Regulatory Capture in Transboundary Waste Dumping: (Lack of) Accountability in the Global North–South Context
以斯里兰卡将危险医疗废物送回英国为例,揭示全球南方废物管理商业模式中市场与法律问责机制如何被利用,导致监管俘获和公共信任流失,并提出基于伦理问责的解决路径。
By showcasing Sri Lanka’s repatriation of hazardous hospital waste to the United Kingdom, this paper explores how the transboundary movement of waste management business model functions in the Global South. It builds on a framework that integrates the market and legal modes of accountability, regulatory capture, and an ethic of accountability. Data were collected using online ethnography and an interpretive case study method.
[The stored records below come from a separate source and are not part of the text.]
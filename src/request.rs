use std::path::{Path, PathBuf};

use bon::Builder;
use secrecy::{ExposeSecret, SecretString};

use crate::cert::params::{DEFAULT_VALIDITY_DAYS, DistinguishedName, MAX_VALIDITY_DAYS};
use crate::error::{Result, SelfCertError};
use crate::export::{ExportFormat, FinalFormat};

/// Everything needed to issue one self-signed certificate.
///
/// Built once, by the configuration loader or directly through the builder,
/// and never mutated afterwards. Key length (4096 bits) and signature digest
/// (SHA-256) are fixed and not part of the request.
///
/// ```rust
/// use secrecy::SecretString;
/// use selfcert::export::{ExportFormat, FinalFormat};
/// use selfcert::request::IssuanceRequest;
///
/// let request = IssuanceRequest::builder()
///     .common_name("test-cert")
///     .export_format(ExportFormat::Pfx)
///     .final_format(FinalFormat::Pem)
///     .password(SecretString::from("Secr3t!".to_string()))
///     .output_dir("/tmp/certs")
///     .build();
/// assert_eq!(request.subject().to_string(), "CN=test-cert");
/// assert_eq!(request.native_path().to_str(), Some("/tmp/certs/test-cert.pfx"));
/// ```
#[derive(Debug, Builder)]
pub struct IssuanceRequest {
    #[builder(into)]
    pub common_name: String,
    pub export_format: ExportFormat,
    #[builder(default)]
    pub final_format: FinalFormat,
    #[builder(default = SecretString::from(String::new()))]
    pub password: SecretString,
    #[builder(into)]
    pub output_dir: PathBuf,
    #[builder(default = DEFAULT_VALIDITY_DAYS)]
    pub validity_days: u32,
}

/// File name of the unencrypted private key written for PEM output.
pub const PRIVATE_KEY_FILE_NAME: &str = "privkey.pem";

impl IssuanceRequest {
    pub fn subject(&self) -> DistinguishedName {
        DistinguishedName::new(self.common_name.clone())
    }

    /// `<dir>/<name>.<pfx|cer>`
    pub fn native_path(&self) -> PathBuf {
        self.output_dir
            .join(format!("{}.{}", self.common_name, self.export_format.extension()))
    }

    /// `<dir>/<name>.pem`
    pub fn pem_path(&self) -> PathBuf {
        self.output_dir.join(format!("{}.pem", self.common_name))
    }

    /// `<dir>/privkey.pem`
    pub fn private_key_path(&self) -> PathBuf {
        self.output_dir.join(PRIVATE_KEY_FILE_NAME)
    }

    /// Whether a password-protected PKCS#12 container is produced at any point.
    pub fn needs_password(&self) -> bool {
        self.export_format == ExportFormat::Pfx || self.final_format == FinalFormat::Pem
    }

    /// Checks the request before anything on disk or in a store is touched.
    pub fn validate(&self) -> Result<()> {
        validate_common_name(&self.common_name)?;
        if self.output_dir.as_os_str().is_empty() {
            return Err(SelfCertError::ConfigMissing("Certificate.Path".to_string()));
        }
        if self.validity_days == 0 {
            return Err(SelfCertError::ConfigInvalid(
                "validity must be at least one day".to_string(),
            ));
        }
        if self.validity_days > MAX_VALIDITY_DAYS {
            return Err(SelfCertError::ConfigInvalid(format!(
                "validity of {} days exceeds the maximum of {MAX_VALIDITY_DAYS}",
                self.validity_days
            )));
        }
        if self.final_format == FinalFormat::Pem && self.pem_path() == self.private_key_path() {
            return Err(SelfCertError::ConfigInvalid(format!(
                "certificate name {:?} collides with {PRIVATE_KEY_FILE_NAME}",
                self.common_name
            )));
        }
        if self.needs_password() && self.password.expose_secret().is_empty() {
            return Err(SelfCertError::ConfigMissing(format!(
                "Certificate.Password (required for {} export with {} output)",
                self.export_format, self.final_format
            )));
        }
        Ok(())
    }
}

/// The common name doubles as a file name, so it has to be one.
fn validate_common_name(name: &str) -> Result<()> {
    if name.trim().is_empty() {
        return Err(SelfCertError::ConfigInvalid(
            "certificate name must not be empty".to_string(),
        ));
    }
    let as_path = Path::new(name);
    let is_single_component = as_path.components().count() == 1
        && as_path.file_name().and_then(|n| n.to_str()) == Some(name);
    if !is_single_component || name.contains(['/', '\\', '\0']) {
        return Err(SelfCertError::ConfigInvalid(format!(
            "certificate name {name:?} is not usable as a file name"
        )));
    }
    Ok(())
}
//! Certificate trust stores.
//!
//! Issuance replaces, never accumulates: every certificate already installed
//! under the requested subject is removed before the new one goes in.

use std::fs;
use std::io;
use std::path::{Path, PathBuf};

use log::{debug, info, warn};

use crate::cert::params::DistinguishedName;
use crate::cert::{Certificate, Thumbprint};
use crate::error::{Result, SelfCertError};
use crate::export::{remove_if_exists, write_atomic};

/// A certificate held by a store, identified by its thumbprint.
#[derive(Debug, Clone)]
pub struct StoreEntry {
    pub thumbprint: Thumbprint,
    pub certificate: Certificate,
}

/// Minimal interface to a repository of installed certificates.
pub trait CertificateStore {
    /// Checks the store is reachable and writable before anything is mutated.
    fn probe(&self) -> Result<()>;

    /// Returns every certificate whose subject equals `subject`.
    fn find(&self, subject: &DistinguishedName) -> Result<Vec<StoreEntry>>;

    /// Removes the certificate with the given thumbprint.
    fn remove(&mut self, thumbprint: &Thumbprint) -> Result<()>;

    /// Installs a certificate, returning its thumbprint.
    fn install(&mut self, cert: &Certificate) -> Result<Thumbprint>;

    /// Removes every certificate issued to `subject`. Returns how many went.
    fn remove_subject(&mut self, subject: &DistinguishedName) -> Result<usize> {
        let existing = self.find(subject)?;
        for entry in &existing {
            info!("removing existing certificate {} ({subject})", entry.thumbprint);
            self.remove(&entry.thumbprint)?;
        }
        Ok(existing.len())
    }
}

/// A store that holds nothing, for hosts without a certificate store.
#[derive(Debug, Clone, Copy, Default)]
pub struct NoopStore;

impl CertificateStore for NoopStore {
    fn probe(&self) -> Result<()> {
        Ok(())
    }

    fn find(&self, _subject: &DistinguishedName) -> Result<Vec<StoreEntry>> {
        Ok(Vec::new())
    }

    fn remove(&mut self, _thumbprint: &Thumbprint) -> Result<()> {
        Ok(())
    }

    fn install(&mut self, cert: &Certificate) -> Result<Thumbprint> {
        cert.thumbprint()
    }
}

/// A directory of DER certificates named `<THUMBPRINT>.cer`.
#[derive(Debug, Clone)]
pub struct FileStore {
    root: PathBuf,
}

impl FileStore {
    pub fn new(root: impl Into<PathBuf>) -> Self {
        Self { root: root.into() }
    }

    pub fn root(&self) -> &Path {
        &self.root
    }

    fn entry_path(&self, thumbprint: &Thumbprint) -> PathBuf {
        self.root.join(format!("{thumbprint}.cer"))
    }

    /// Every certificate currently installed. Unreadable files are skipped.
    pub fn entries(&self) -> Result<Vec<StoreEntry>> {
        let dir = match fs::read_dir(&self.root) {
            Ok(dir) => dir,
            Err(e) if e.kind() == io::ErrorKind::NotFound => return Ok(Vec::new()),
            Err(e) => return Err(store_error(&self.root, e)),
        };

        let mut entries = Vec::new();
        for item in dir {
            let path = item.map_err(|e| store_error(&self.root, e))?.path();
            if path.extension().and_then(|ext| ext.to_str()) != Some("cer") {
                continue;
            }
            let der = fs::read(&path).map_err(|e| store_error(&path, e))?;
            match Certificate::from_der(&der) {
                Ok(certificate) => entries.push(StoreEntry {
                    thumbprint: Thumbprint::of_der(&der),
                    certificate,
                }),
                Err(e) => warn!("skipping unreadable store entry {}: {e}", path.display()),
            }
        }
        entries.sort_by(|a, b| a.thumbprint.cmp(&b.thumbprint));
        Ok(entries)
    }
}

impl CertificateStore for FileStore {
    fn probe(&self) -> Result<()> {
        fs::create_dir_all(&self.root).map_err(|e| access_error(&self.root, e))?;
        tempfile::tempfile_in(&self.root).map_err(|e| access_error(&self.root, e))?;
        Ok(())
    }

    fn find(&self, subject: &DistinguishedName) -> Result<Vec<StoreEntry>> {
        Ok(self
            .entries()?
            .into_iter()
            .filter(|entry| entry.certificate.subject().ok().as_ref() == Some(subject))
            .collect())
    }

    fn remove(&mut self, thumbprint: &Thumbprint) -> Result<()> {
        let path = self.entry_path(thumbprint);
        match remove_if_exists(&path) {
            Ok(true) => Ok(()),
            Ok(false) => Err(SelfCertError::StoreOperationFailed(format!(
                "no certificate with thumbprint {thumbprint} in {}",
                self.root.display()
            ))),
            Err(e) => Err(SelfCertError::StoreOperationFailed(e.to_string())),
        }
    }

    fn install(&mut self, cert: &Certificate) -> Result<Thumbprint> {
        let der = cert.to_der()?;
        let thumbprint = Thumbprint::of_der(&der);
        let path = self.entry_path(&thumbprint);
        fs::create_dir_all(&self.root).map_err(|e| store_error(&self.root, e))?;
        write_atomic(&path, &der).map_err(|e| SelfCertError::StoreOperationFailed(e.to_string()))?;
        debug!("installed {thumbprint} into {}", self.root.display());
        Ok(thumbprint)
    }
}

fn store_error(path: &Path, e: io::Error) -> SelfCertError {
    SelfCertError::StoreOperationFailed(format!("{}: {e}", path.display()))
}

fn access_error(path: &Path, e: io::Error) -> SelfCertError {
    if e.kind() == io::ErrorKind::PermissionDenied {
        SelfCertError::PrivilegeDenied(format!("{}: {e}", path.display()))
    } else {
        SelfCertError::ToolUnavailable(format!("certificate store {}: {e}", path.display()))
    }
}
use der::asn1::OctetString;
use x509_cert::Version;
use x509_cert::certificate::TbsCertificateInner;
use x509_cert::serial_number::SerialNumber;

use crate::cert::SignatureAlgorithm;
use crate::cert::params::{DistinguishedName, ExtensionParam, Validity};
use crate::error::{Result, SelfCertError};
use crate::key::PublicKey;

/// Represents the "To Be Signed" (TBS) portion of an X.509 certificate.
///
/// # Fields
/// * `serial_number` - The unique identifier for the certificate.
/// * `signature_algorithm` - The algorithm used to sign the certificate.
/// * `issuer` - The distinguished name of the certificate issuer.
/// * `validity` - The certificate's validity period.
/// * `subject` - The distinguished name of the certificate subject.
/// * `subject_public_key` - The public key of the certificate subject.
/// * `extensions` - Additional X.509 extensions for the certificate.
pub struct TbsCertificate {
    /// Certificate serial number, big-endian and positive
    pub serial_number: Vec<u8>,
    pub signature_algorithm: SignatureAlgorithm,
    pub issuer: DistinguishedName,
    pub validity: Validity,
    pub subject: DistinguishedName,
    pub subject_public_key: PublicKey,
    pub extensions: Vec<ExtensionParam>,
}

impl TbsCertificate {
    /// Converts the `TbsCertificate` into a `TbsCertificateInner` for DER encoding.
    pub fn to_tbs_certificate_inner(&self) -> Result<TbsCertificateInner> {
        let extensions = self
            .extensions
            .iter()
            .map(|ext| -> Result<x509_cert::ext::Extension> {
                Ok(x509_cert::ext::Extension {
                    extn_id: ext.oid,
                    critical: ext.critical,
                    extn_value: OctetString::new(ext.value.clone())?,
                })
            })
            .collect::<Result<Vec<_>>>()?;

        let validity = x509_cert::time::Validity {
            not_before: to_x509_time(self.validity.not_before)?,
            not_after: to_x509_time(self.validity.not_after)?,
        };

        Ok(TbsCertificateInner {
            version: Version::V3,
            serial_number: SerialNumber::new(self.serial_number.as_slice())?,
            signature: self.signature_algorithm.into(),
            issuer: self.issuer.as_x509_name()?,
            validity,
            subject: self.subject.as_x509_name()?,
            subject_public_key_info: self.subject_public_key.to_spki()?,
            issuer_unique_id: None,
            subject_unique_id: None,
            extensions: Some(extensions),
        })
    }

    /// Creates a `TbsCertificate` from a `TbsCertificateInner`.
    pub fn from_tbs_certificate_inner(inner: &TbsCertificateInner) -> Result<Self> {
        let extensions = inner
            .extensions
            .as_deref()
            .unwrap_or_default()
            .iter()
            .map(|ext| ExtensionParam {
                oid: ext.extn_id,
                critical: ext.critical,
                value: ext.extn_value.as_bytes().to_vec(),
            })
            .collect::<Vec<_>>();

        let signature_algorithm = match inner.signature.oid {
            const_oid::db::rfc5912::SHA_256_WITH_RSA_ENCRYPTION => {
                SignatureAlgorithm::Sha256WithRSA
            }
            other => {
                return Err(SelfCertError::DecodingError(format!(
                    "Unsupported signature algorithm {other}"
                )));
            }
        };

        Ok(Self {
            serial_number: inner.serial_number.as_bytes().to_vec(),
            signature_algorithm,
            issuer: DistinguishedName::from_x509_name(&inner.issuer)?,
            validity: Validity {
                not_before: from_x509_time(&inner.validity.not_before),
                not_after: from_x509_time(&inner.validity.not_after),
            },
            subject: DistinguishedName::from_x509_name(&inner.subject)?,
            subject_public_key: PublicKey::from_x509spki(&inner.subject_public_key_info)?,
            extensions,
        })
    }
}

/// UTCTime through 2049, GeneralizedTime from 2050 on (RFC 5280, 4.1.2.5).
fn to_x509_time(t: time::OffsetDateTime) -> Result<x509_cert::time::Time> {
    let out_of_range =
        |e: der::Error| SelfCertError::EncodingError(format!("Time out of range: {e}"));
    if t.year() < 2050 {
        let utc = der::asn1::UtcTime::from_system_time(t.into()).map_err(out_of_range)?;
        Ok(x509_cert::time::Time::UtcTime(utc))
    } else {
        let generalized =
            der::asn1::GeneralizedTime::from_system_time(t.into()).map_err(out_of_range)?;
        Ok(x509_cert::time::Time::GeneralTime(generalized))
    }
}

pub(crate) fn from_x509_time(t: &x509_cert::time::Time) -> time::OffsetDateTime {
    time::OffsetDateTime::from(t.to_system_time())
}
The study demonstrates how the adherence to market and legal modes of accountability and the violation of an ethic of accountability have created loopholes for actors to capture regulatory and institutional provisions, making the transboundary waste management business redundant in the Global South. The traditional business model pursued in waste management has proved inadequate in realizing reciprocal societal rights and responsibilities and promoting public well-being. This has resulted in an erosion of public trust in government and state agencies. Thus, we argue that accountability-based accounting and the ethic of accountability can potentially mitigate the opportunities for regulatory capture, serve the public interests, and protect the ecosystem.